=== Section Start ===

use std::sync::Arc;

use sigpool_control_plane::features::capacity_table::repo::InMemoryCapacityTableRepository;
use sigpool_control_plane::shared::config::{ControlPlaneConfig, LogFormat, NotifierTargets};
use sigpool_control_plane::shared::types::{CapacitySlot, ProvisionRequest};
use sigpool_control_plane::{Collaborators, ControlPlane};
use sigpool_core::{BootstrapTemplate, DEFAULT_PLACEHOLDER};
use sigpool_providers::{
    http_matchmaker, HttpNotifierRepository, InMemoryNotifierRepository, InMemorySessionQueue,
    NotifierRepository, NotifierService, SimulatedComputeRepository,
};
use tracing::{info, warn};
use tracing_subscriber::EnvFilter;

const DEFAULT_LOG_FILTER: &str = "sigpool_control_plane=info,info";

#[tokio::main]
async fn main() -> Result<(), Box<dyn std::error::Error>> {
    let config = ControlPlaneConfig::from_env()?;
    init_tracing(config.log_format);

    info!("Starting sigpool control plane");

    let bootstrap = load_bootstrap(&config).await?;

    let notifier_repo: Arc<dyn NotifierRepository> = match &config.notifier {
        NotifierTargets::Http {
            keep_alive_url,
            session_details_url,
        } => {
            info!(%keep_alive_url, %session_details_url, "Using HTTP notifiers");
            Arc::new(HttpNotifierRepository::new(
                keep_alive_url.clone(),
                session_details_url.clone(),
                config.matchmaker_timeout,
            )?)
        }
        NotifierTargets::Local => {
            warn!("KEEP_ALIVE_URL and SESSION_DETAILS_URL not set, notifications are only recorded locally");
            Arc::new(InMemoryNotifierRepository::new())
        }
    };

    if config.matchmaker_client_secret.is_empty() {
        warn!("MATCHMAKER_CLIENT_SECRET is empty");
    }
    let matchmaker = http_matchmaker(
        config.matchmaker_url.clone(),
        config.matchmaker_client_secret.clone(),
        config.matchmaker_timeout,
    )?;

    warn!("No cloud compute adapter configured, launching into the simulated compute pool");
    let control_plane = ControlPlane::assemble(
        &config,
        bootstrap,
        Collaborators {
            queue: Arc::new(InMemorySessionQueue::new(config.queue_visibility_timeout)),
            matchmaker: Arc::new(matchmaker),
            notifier: Arc::new(NotifierService::new(notifier_repo)),
            compute: Arc::new(SimulatedComputeRepository::default()),
            slots: Arc::new(InMemoryCapacityTableRepository::new()),
        },
    )?;

    if let Some(path) = &config.slot_seed_file {
        let raw = tokio::fs::read_to_string(path).await?;
        let slots: Vec<CapacitySlot> = serde_json::from_str(&raw)?;
        let report = control_plane
            .capacity
            .seed(slots, config.clear_slots_on_seed)
            .await?;
        info!(path = %path.display(), added = report.added, skipped = report.skipped, "Capacity table seeded");
    }

    if config.bulk_fill_on_start {
        let response = control_plane
            .provision
            .invoke(ProvisionRequest::bulk_fill())
            .await;
        if response.is_success() {
            info!(limit = config.concurrency_limit, "Initial bulk fill issued");
        } else {
            warn!(status = response.status_code, body = %response.body, "Initial bulk fill failed");
        }
    }

    let polling = if config.dispatch_interval.is_zero() {
        info!("DISPATCH_INTERVAL_SECS is 0, scheduled dispatch disabled");
        None
    } else {
        Some(control_plane.dispatch.clone().spawn_periodic_polling())
    };

    let listener = tokio::net::TcpListener::bind(config.listen_addr).await?;
    info!(listen_addr = %config.listen_addr, "Control plane initialized successfully");

    axum::serve(listener, control_plane.router())
        .with_graceful_shutdown(shutdown_signal())
        .await?;

    if let Some(handle) = polling {
        handle.abort();
    }
    info!("Control plane stopped");
    Ok(())
}

fn init_tracing(format: LogFormat) {
    let filter =
        EnvFilter::try_from_default_env().unwrap_or_else(|_| EnvFilter::new(DEFAULT_LOG_FILTER));
    let builder = tracing_subscriber::fmt().with_env_filter(filter);
    match format {
        LogFormat::Json => builder.json().init(),
        LogFormat::Text => builder.init(),
    }
}

async fn load_bootstrap(
    config: &ControlPlaneConfig,
) -> Result<BootstrapTemplate, Box<dyn std::error::Error>> {
    let template = match &config.bootstrap_template_file {
        Some(path) => {
            let text = tokio::fs::read_to_string(path).await?;
            BootstrapTemplate::new(text, config.bootstrap_placeholder.clone())?
        }
        None => {
            if config.bootstrap_placeholder != DEFAULT_PLACEHOLDER {
                warn!("BOOTSTRAP_PLACEHOLDER ignored without BOOTSTRAP_TEMPLATE_FILE");
            }
            BootstrapTemplate::default()
        }
    };
    Ok(template)
}

async fn shutdown_signal() {
    if let Err(error) = tokio::signal::ctrl_c().await {
        warn!(error = %error, "Failed to listen for shutdown signal");
        std::future::pending::<()>().await;
    }
    info!("Shutdown signal received");
}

=== Section End ===

> [TASK ITEM]
From the entries, copy every line in which the word "response" occurs.

> [RESULT BELOW]
        let response = control_plane
        if response.is_success() {
            warn!(status = response.status_code, body = %response.body, "Initial bulk fill failed");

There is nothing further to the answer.